Rank of sum of Galois conjugates of a matrix Given an invertible square matrix $M$ with entries from some number field $K$ which is Galois over $\mathbb{Q}$, sum the Galois conjugates of $M$ to form a new matrix $M' = \Sigma_{\sigma \in \mathrm{Gal}(K/\mathbb{Q})} M^\sigma$. What can one say about the rank of $M'$? It seems like both zero and full rank can occur. Are there any theorems related to this, perhaps with further conditions on $M$, that provide some information about the rank?
 A: You can do this: take a normal basis for K, and write M as a linear combination of the basis elements with rational matrices as coefficients. This clarifies what happens under the trace, because the normal basis elements will all end up at the same rational number. So up to a scalar you are just adding a bunch of square rational matrices and asking the rank of what you get. Obviously if those coefficients are arbitrary you have no reason to be able to say more. Some sort of "Galois module" in the background is pretty much necessary to insert more structure into the situation.
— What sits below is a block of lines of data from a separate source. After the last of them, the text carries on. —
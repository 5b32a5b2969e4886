//! A log and event processing pipeline: ingest structured or semi-structured
//! records from heterogeneous inputs, run them through a filter chain, and
//! fan them out to one or more outputs with end-to-end batch acknowledgement.
//!
//! The crate is organized the way a [`Pipeline`] is wired: [`event`] holds
//! the in-flight record, [`batch`] tracks a group of events end-to-end,
//! [`filter`] is the per-event transform stage, [`codec`]/[`framing`] turn
//! byte streams into events and back, [`input`]/[`output`] are the adapter
//! contracts at the boundary, and [`pipeline`] wires all of it together.

#![allow(clippy::needless_return)]

pub mod batch;
pub mod codec;
pub mod config;
pub mod event;
pub mod extractor;
pub mod filter;
pub mod framing;
pub mod input;
pub mod metrics;
pub mod modules;
pub mod output;
pub mod pipeline;
pub mod sender;

pub use batch::{Batch, BatchResult};
pub use codec::Codec;
pub use conduit_macros::conduit_registration_func;
pub use event::{Event, Field, Value};
pub use filter::{Filter, FilterOutcome};
pub use framing::Framing;
pub use input::{Closer, Input};
pub use metrics::Metrics;
pub use output::Output;
pub use pipeline::{Pipeline, PipelineOptions, SchemaModel};
pub use sender::Sender;

use thiserror::Error as ThisError;

/// The crate-wide error type. Transient per-event failures and fatal wiring
/// failures share this enum; see `SPEC_FULL.md` section 7 for the
/// propagation policy each variant implies.
#[derive(ThisError, Debug)]
pub enum Error {
    /// A value failed to serialize to YAML.
    #[error("unable to serialize yaml object: {0}")]
    UnableToSerializeYamlObject(#[from] serde_yaml::Error),
    /// A value failed to serialize to JSON.
    #[error("unable to serialize json object: {0}")]
    UnableToSerializeJsonObject(#[from] serde_json::Error),
    /// A config payload failed schema validation.
    #[error("validation error: {0}")]
    Validation(String),
    /// A filter or processor raised a non-transient failure.
    #[error("execution error: {0}")]
    ExecutionError(String),
    /// An input has no more events to produce.
    #[error("end of input")]
    EndOfInput,
    /// Internal lock could not be acquired; indicates a poisoned mutex.
    #[error("unable to secure lock")]
    UnableToSecureLock,
    /// A plugin name was registered twice.
    #[error("plugin already registered under name: {0}")]
    DuplicateRegisteredName(String),
    /// A plugin's declared JSON schema itself did not compile.
    #[error("invalid validation schema: {0}")]
    InvalidValidationSchema(String),
    /// A plugin's config payload did not satisfy its declared schema.
    #[error("config failed validation: {0}")]
    ConfigFailedValidation(String),
    /// A named plugin or config key was not found in the registry.
    #[error("configuration item not found: {0}")]
    ConfigurationItemNotFound(String),
    /// Sending onto an internal channel failed because the receiver is gone.
    #[error("unable to send to channel: {0}")]
    UnableToSendToChannel(String),
    /// Receiving from an internal channel failed because the sender is gone.
    #[error("receive channel error: {0}")]
    RecvChannelError(String),
    /// A filter or codec failed to process an event or frame.
    #[error("processing error: {0}")]
    ProcessingError(String),
    /// A framing implementation was asked to run in a direction it does not support.
    #[error("framing does not support this direction: {0}")]
    FramingUnsupportedDirection(String),
    /// An input adapter failed.
    #[error("input error: {0}")]
    InputError(String),
    /// An output adapter failed to deliver a batch.
    #[error("output error: {0}")]
    OutputError(String),
    /// An input has no data available right now (not an error, a backoff signal).
    #[error("no input available")]
    NoInputToReturn,
    /// A batch did not complete before its deadline.
    #[error("batch timed out after {0:?}: {1} of {2} events delivered")]
    BatchTimeout(std::time::Duration, u64, u64),
    /// Underlying I/O failure.
    #[error("io error: {0}")]
    Io(#[from] std::io::Error),
}

impl<T> From<flume::SendError<T>> for Error {
    fn from(e: flume::SendError<T>) -> Self {
        Error::UnableToSendToChannel(e.to_string())
    }
}

impl From<flume::RecvError> for Error {
    fn from(e: flume::RecvError) -> Self {
        Error::RecvChannelError(e.to_string())
    }
}
//! Byte-stream → events: the reader pump, the composed framing chain, and
//! the codec decode step, merged against a template event.
//!
//! Grounded on the teacher's `run_input`/`run_input_batch` dispatch loop
//! for the general shape (spawn a task, push results onto a channel the
//! input side then reads), generalized per section 4.3 into three explicit
//! stages: a reader pump, a framing chain, and a codec.

use std::sync::Arc;

use tokio::io::{AsyncRead, AsyncReadExt};
use tokio_util::sync::CancellationToken;
use tracing::warn;

use crate::codec::Codec;
use crate::event::Event;
use crate::framing::Framing;
use crate::Error;

/// Per-frame memory bound; the reference implementation this specification
/// was distilled from uses the same 64 KiB default.
pub const DEFAULT_CHUNK_SIZE: usize = 65_536;

/// Reads `reader` into fixed-size chunks and writes them to `output`,
/// copying each chunk before sending so the caller's scratch buffer can be
/// safely reused on the next read. Closes `output` on EOF or cancellation;
/// returns the read error, if any, so the caller can cancel its scope with
/// it as the cause.
pub async fn reader_pump<R: AsyncRead + Unpin>(
    mut reader: R,
    output: flume::Sender<Vec<u8>>,
    cancel: CancellationToken,
    chunk_size: usize,
) -> Result<(), Error> {
    let mut scratch = vec![0u8; chunk_size];
    loop {
        tokio::select! {
            biased;
            () = cancel.cancelled() => return Ok(()),
            read = reader.read(&mut scratch) => {
                match read {
                    Ok(0) => return Ok(()),
                    Ok(n) => {
                        if n == chunk_size {
                            warn!("frame filled the whole chunk buffer; frame integrity is not guaranteed");
                        }
                        if output.send_async(scratch[..n].to_vec()).await.is_err() {
                            return Ok(());
                        }
                    }
                    Err(e) => return Err(Error::Io(e)),
                }
            }
        }
    }
}

/// Runs the full byte-stream-to-events pipeline for one `SendRaw`/
/// `SendWithFramingCodec` call: reader pump → concurrent framing chain →
/// codec decode → merge with `template`, forwarding each decoded event to
/// `sink` as soon as it is produced rather than buffering the whole
/// stream in memory. Returns the number of events forwarded once the
/// stream is exhausted; the caller (the sender) is responsible for
/// attaching batch tracking to each event and fixing the batch's target
/// count to that return value.
///
/// The reader pump, every framing stage, and this function's own decode
/// loop all run concurrently over bounded channels, so a stage that
/// produces more frames than fit in one channel's buffer drains into the
/// next stage instead of blocking on a reader that never arrives.
pub async fn extract<R: AsyncRead + Unpin>(
    reader: R,
    framing: &[Arc<dyn Framing>],
    codec: &dyn Codec,
    template: &Event,
    sink: &flume::Sender<Event>,
    cancel: CancellationToken,
) -> Result<u64, Error> {
    let (chunk_tx, chunk_rx) = flume::bounded(2);
    let pump_cancel = cancel.clone();
    let pump = tokio::spawn(async move {
        reader_pump(reader, chunk_tx, pump_cancel, DEFAULT_CHUNK_SIZE).await
    });

    let (final_rx, stage_handles) = crate::framing::spawn_extract_chain(framing, chunk_rx);

    let mut count: u64 = 0;
    while let Ok(frame) = final_rx.recv_async().await {
        let mut event = codec.decode(&frame)?;
        event.merge_defaults(template);
        if sink.send_async(event).await.is_err() {
            break;
        }
        count += 1;
    }

    pump.await.map_err(|e| Error::ExecutionError(e.to_string()))??;
    for handle in stage_handles {
        handle.await.map_err(|e| Error::ExecutionError(e.to_string()))??;
    }
    Ok(count)
}

#[cfg(test)]
mod test {
    use super::*;
    use crate::codec::JsonCodec;
    use crate::event::Value;
    use crate::framing::LineFraming;

    #[tokio::test]
    async fn line_framed_json_stream_produces_two_events() {
        let data = b"{\"a\":1}\n{\"a\":2}\n".to_vec();
        let framing: Vec<Arc<dyn Framing>> = vec![Arc::new(LineFraming)];
        let codec = JsonCodec;
        let template = Event::new();
        let cancel = CancellationToken::new();
        let (tx, rx) = flume::unbounded();

        let count = extract(&data[..], &framing, &codec, &template, &tx, cancel)
            .await
            .unwrap();

        assert_eq!(count, 2);
        let first = rx.recv_async().await.unwrap();
        let second = rx.recv_async().await.unwrap();
        assert_eq!(first.get("a"), Some(&Value::Int(1)));
        assert_eq!(second.get("a"), Some(&Value::Int(2)));
    }

    #[tokio::test]
    async fn template_fields_fill_missing_only() {
        let data = b"{\"a\":1}\n".to_vec();
        let framing: Vec<Arc<dyn Framing>> = vec![Arc::new(LineFraming)];
        let codec = JsonCodec;
        let mut template = Event::new();
        template.set("source", "stdin");
        let cancel = CancellationToken::new();
        let (tx, rx) = flume::unbounded();

        extract(&data[..], &framing, &codec, &template, &tx, cancel)
            .await
            .unwrap();

        let event = rx.recv_async().await.unwrap();
        assert_eq!(event.get("source"), Some(&Value::String("stdin".into())));
        assert_eq!(event.get("a"), Some(&Value::Int(1)));
    }

    /// Regression test for a framing stage emitting more frames than one
    /// channel buffer holds: every stage used to run inline, so a stage's
    /// third `send_async` would block forever against a codec loop that
    /// only starts once the stage has already returned. Five lines forces
    /// at least one stage past the bounded(2) buffer.
    #[tokio::test]
    async fn framing_stage_emitting_more_frames_than_the_buffer_does_not_deadlock() {
        let data = b"{\"a\":1}\n{\"a\":2}\n{\"a\":3}\n{\"a\":4}\n{\"a\":5}\n".to_vec();
        let framing: Vec<Arc<dyn Framing>> = vec![Arc::new(LineFraming)];
        let codec = JsonCodec;
        let template = Event::new();
        let cancel = CancellationToken::new();
        let (tx, rx) = flume::unbounded();

        let count = tokio::time::timeout(
            std::time::Duration::from_secs(5),
            extract(&data[..], &framing, &codec, &template, &tx, cancel),
        )
        .await
        .expect("extract should not deadlock on a stage producing >2 frames")
        .unwrap();

        assert_eq!(count, 5);
        for i in 1..=5 {
            assert_eq!(rx.recv_async().await.unwrap().get("a"), Some(&Value::Int(i)));
        }
    }
}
A: Here is one way to get a theorem about this situation:
Although $M'$ may not be invertible, you can always adjust by a scalar $\lambda \in K^\times$ to ensure that $(\lambda M)'$ is invertible. This can be seen as follows: let $\{\alpha_1, \dots, \alpha_n\}$ be a basis for $K/\mathbb{Q}$. Write $M = \alpha_1 M_1 + \dots + \alpha_n M_n$ for rational matrices $M_i$. Now $\mathrm{det}(x_1 M_1 + \dots + x_n M_n)$ is a polynomial in $\mathbb{Q}[x_1,\dots,x_n]$ which has non-zero value at the point $(\alpha_1, \dots, \alpha_n) \in K^n$, and so is non-zero. Since $\mathbb{Q}$ is infinite, there is also a rational point $(\beta_1, \dots, \beta_n) \in \mathbb{Q}^n$ at which it is non-zero. Now by the nondegeneracy of the trace form, we can pick a $\lambda \in K$ such that $\mathrm{tr}_{K/\mathbb{Q}}(\lambda \alpha_i) = \beta_i$ for all $i$. Then $\mathrm{det}(\mathrm{tr}_{K/\mathbb{Q}}(\lambda M)) \neq 0$ as desired.